DEEPLY LEARNED ATTRIBUTE PROFILES FOR HYPERSPECTRAL PIXEL CLASSIFICATION
Murat Can Özdemir
Computer Science and Engineering, MSc. Thesis, 2016
Prof. Dr. Berrin Yanıkoğlu (Thesis Advisor), Assoc. Prof. Dr. Erchan Aptoula (Co-Advisor), Assoc. Prof. Dr. Koray Kayabol, Assoc. Prof. Dr. Selim Balcısoy, Asst. Prof. Dr. Kamer Kaya
Date & Time: August 9th, 2016 – 3:30 PM
Place: FENS G029
Keywords : Mathematical Morphology, Convolutional Neural Networks, Deep Learning, Remote Sensing, Extended Attribute Profiles, Hyperspectral Image Classification
Hyperspectral Imaging has a large potential for knowledge representation about the real world.

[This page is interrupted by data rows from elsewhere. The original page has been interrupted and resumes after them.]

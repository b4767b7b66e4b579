// Copyright 2020 - developers of the `tlgram` project.
//
// Licensed under the Apache License, Version 2.0 <LICENSE-APACHE or
// https://www.apache.org/licenses/LICENSE-2.0> or the MIT license
// <LICENSE-MIT or https://opensource.org/licenses/MIT>, at your
// option. This file may not be copied, modified, or distributed
// except according to those terms.

//! Several functions to "rustify" names.

use tlgram_tl_parser::tl::{Definition, Parameter, ParameterType, Type};

/// Get the rusty class name for a certain definition, excluding namespace.
fn rusty_class_name(name: &str) -> String {
    enum Casing {
        Upper,
        Lower,
        Preserve,
    }

    let name = if let Some(pos) = name.rfind('.') {
        &name[pos + 1..]
    } else {
        name
    };

    let mut result = String::with_capacity(name.len());

    name.chars().fold(Casing::Upper, |casing, c| {
        if c == '_' {
            return Casing::Upper;
        }

        match casing {
            Casing::Upper => {
                result.push(c.to_ascii_uppercase());
                Casing::Lower
            }
            Casing::Lower => {
                result.push(c.to_ascii_lowercase());
                if c.is_ascii_uppercase() {
                    Casing::Lower
                } else {
                    Casing::Preserve
                }
            }
            Casing::Preserve => {
                result.push(c);
                if c.is_ascii_uppercase() {
                    Casing::Lower
                } else {
                    Casing::Preserve
                }
            }
        }
    });

    result
}

/// Get a rusty class name, including namespaces.
pub(crate) fn rusty_namespaced_class_name(ty: &Type) -> String {
    let mut result = String::new();
    if ty.bare {
        result.push_str("crate::types::");
    } else {
        result.push_str("crate::enums::");
    }
    ty.namespace.iter().for_each(|ns| {
        result.push_str(ns);
        result.push_str("::");
    });
    result.push_str(&rusty_class_name(&ty.name));
    result
}

/// Get a rusty enum variant name removing the common prefix.
pub(crate) fn rusty_variant_name(def: &Definition) -> String {
    let name = rusty_class_name(&def.name);
    let ty_name = rusty_class_name(&def.ty.name);

    let variant = if name.starts_with(&ty_name) {
        &name[ty_name.len()..]
    } else {
        &name
    };

    match variant {
        "" => {
            // Use the name from the last uppercase letter
            &name[name
                .as_bytes()
                .into_iter()
                .rposition(|c| c.is_ascii_uppercase())
                .unwrap_or(0)..]
        }
        "Self" => {
            // Use the name from the second-to-last uppercase letter
            &name[name
                .as_bytes()
                .into_iter()
                .take(name.len() - variant.len())
                .rposition(|c| c.is_ascii_uppercase())
                .unwrap_or(0)..]
        }
        _ => variant,
    }
    .to_string()
}

// TODO come up with better names, dedup, and clean-up this file
/// Get a rusty class name, including namespaces, for the type of the definition.
pub(crate) fn rusty_namespaced_type_name(def: &Definition) -> String {
    let mut result = String::new();
    result.push_str("crate::types::");
    def.namespace.iter().for_each(|ns| {
        result.push_str(ns);
        result.push_str("::");
    });
    result.push_str(&rusty_class_name(&def.name));
    result
}

pub(crate) fn rusty_definition_name(def: &Definition) -> String {
    rusty_class_name(&def.name)
}

pub(crate) fn rusty_ty_name(ty: &Type) -> String {
    rusty_class_name(&ty.name)
}

/// Get the rusty attribute name for a certain parameter.
pub(crate) fn rusty_attr_name(param: &Parameter) -> String {
    match &param.name[..] {
        "final" => "r#final".into(),
        "loop" => "r#loop".into(),
        "self" => "is_self".into(),
        "static" => "r#static".into(),
        "type" => "r#type".into(),
        _ => {
            let mut result = param.name.clone();
            result[..].make_ascii_lowercase();
            result
        }
    }
}

/// Sanitizes a name to be legal.
pub(crate) fn push_sanitized_name(result: &mut String, ty: &Type) {
    let base = match ty.name.as_ref() {
        "Bool" => "bool",
        "bytes" => "Vec<u8>",
        "double" => "f64",
        "int" => "i32",
        "int128" => "[u8; 16]",
        "int256" => "[u8; 32]",
        "long" => "i64",
        "string" => "String",
        "true" => "bool",
        "vector" => "crate::RawVec",
        "Vector" => "Vec",
        _ => "",
    };
    if base.is_empty() {
        result.push_str(&rusty_namespaced_class_name(ty));
    } else {
        result.push_str(base);
    }
}

/// Sanitizes a path to be legal.
pub(crate) fn push_sanitized_path(result: &mut String, ty: &Type) {
    // All sanitized names are valid paths except for a few base cases.
    let base = match ty.name.as_ref() {
        "bytes" => "Vec::<u8>",
        "int128" => "<[u8; 16]>",
        "int256" => "<[u8; 32]>",
        _ => "",
    };

    if base.is_empty() {
        push_sanitized_name(result, ty);
    } else {
        result.push_str(base);
    }
}

/// Get the rusty type name for a certain type.
pub(crate) fn rusty_type(ty: &Type) -> String {
    let mut result = String::new();
    if ty.generic_ref {
        result.push_str("crate::Blob")
    } else {
        push_sanitized_name(&mut result, ty);
        if let Some(arg) = &ty.generic_arg {
            result.push('<');
            push_sanitized_name(&mut result, arg);
            result.push('>');
        }
    }
    result
}

/// Get the rusty type name for a certain parameter.
pub(crate) fn rusty_type_name(param: &Parameter) -> String {
    match &param.ty {
        ParameterType::Flags => "u32".into(),
        ParameterType::Normal { ty, flag } if flag.is_some() && ty.name == "true" => {
            // Special-case: `flags.i?true` are just `bool`.
            "bool".into()
        }
        ParameterType::Normal { ty, flag } => {
            let mut result = String::new();
            if flag.is_some() {
                result.push_str("Option<");
            }

            // Special-case: generic references can represent any type.
            //
            // Using an array of bytes lets us store any data without
            // caring about the type (no generics is also more FFI-friendly).
            result.push_str(&rusty_type(ty));
            if flag.is_some() {
                result.push('>');
            }
            result
        }
    }
}

/// Similar to `rusty_type_name` but to access a path
/// (for instance `Vec::<u8>` and not `Vec<u8>`).
/// Note that optionals don't get special treatment.
pub(crate) fn rusty_type_path(param: &Parameter) -> String {
    match &param.ty {
        ParameterType::Flags => "u32".into(),
        ParameterType::Normal { ty, flag } if flag.is_some() && ty.name == "true" => "bool".into(),
        ParameterType::Normal { ty, .. } => {
            let mut result = String::new();
            if ty.generic_ref {
                result.push_str("Vec::<u8>")
            } else {
                push_sanitized_path(&mut result, &ty);
                if let Some(arg) = &ty.generic_arg {
                    result.push_str("::<");
                    push_sanitized_path(&mut result, arg);
                    result.push('>');
                }
            }
            result
        }
    }
}

#[cfg(test)]
mod tests {
    use super::*;
    use tlgram_tl_parser::tl::Category;

    fn get_definition(name: &str, ty: &str) -> Definition {
        Definition {
            namespace: vec![],
            name: name.to_string(),
            id: 0,
            params: vec![],
            ty: Type {
                namespace: vec![],
                name: ty.to_string(),
                bare: false,
                generic_ref: false,
                generic_arg: None,
            },
            category: Category::Functions,
        }
    }

    #[test]
    fn check_rusty_class_name() {
        assert_eq!(rusty_class_name("ns.some_OK_name"), "SomeOkName");
    }

    #[test]
    fn check_rusty_variant_name() {
        let name = rusty_variant_name(&get_definition("new_session_created", "NewSession"));
        assert_eq!(name, "Created");
    }

    #[test]
    fn check_rusty_empty_variant_name() {
        let name = rusty_variant_name(&get_definition("true", "True"));
        assert_eq!(name, "True");
    }

    #[test]
    fn check_rusty_self_variant_name() {
        let name = rusty_variant_name(&get_definition("inputPeerSelf", "InputPeer"));
        assert_eq!(name, "PeerSelf");
    }
}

Providing a pixel classification algorithm to generate maps with labels has become important in numerous fields since its inception, found use from military surveillance and natural resource observation to crop turnout estimation. In this thesis, within the branch of mathematical morphology, Attribute Profiles (AP) and their extension into the Hyperspectral domain have been used to extract descriptive vectors from each pixel on two hyperspectral datasets. These newly generated feature vectors are then supplied to Convolutional Neural Networks (CNNs), from off-the-shelf AlexNet and GoogLeNet to our proposed networks that would take into account local connectivity of regions, to extract further, higher level abstract features. Bearing in mind that the last layers of CNNs are supplied with softmax classifiers, and using Random Forest (RF) classifiers as a control group for both raw and deeply learned features, experiments are made. The results showed that not only there are significant improvements in numerical results on the Pavia University dataset, but also the classification maps become more robust and more intuitive as different, insightful and compatible attribute profiles are used along with spectral signatures with a CNN that is designed for this purpose.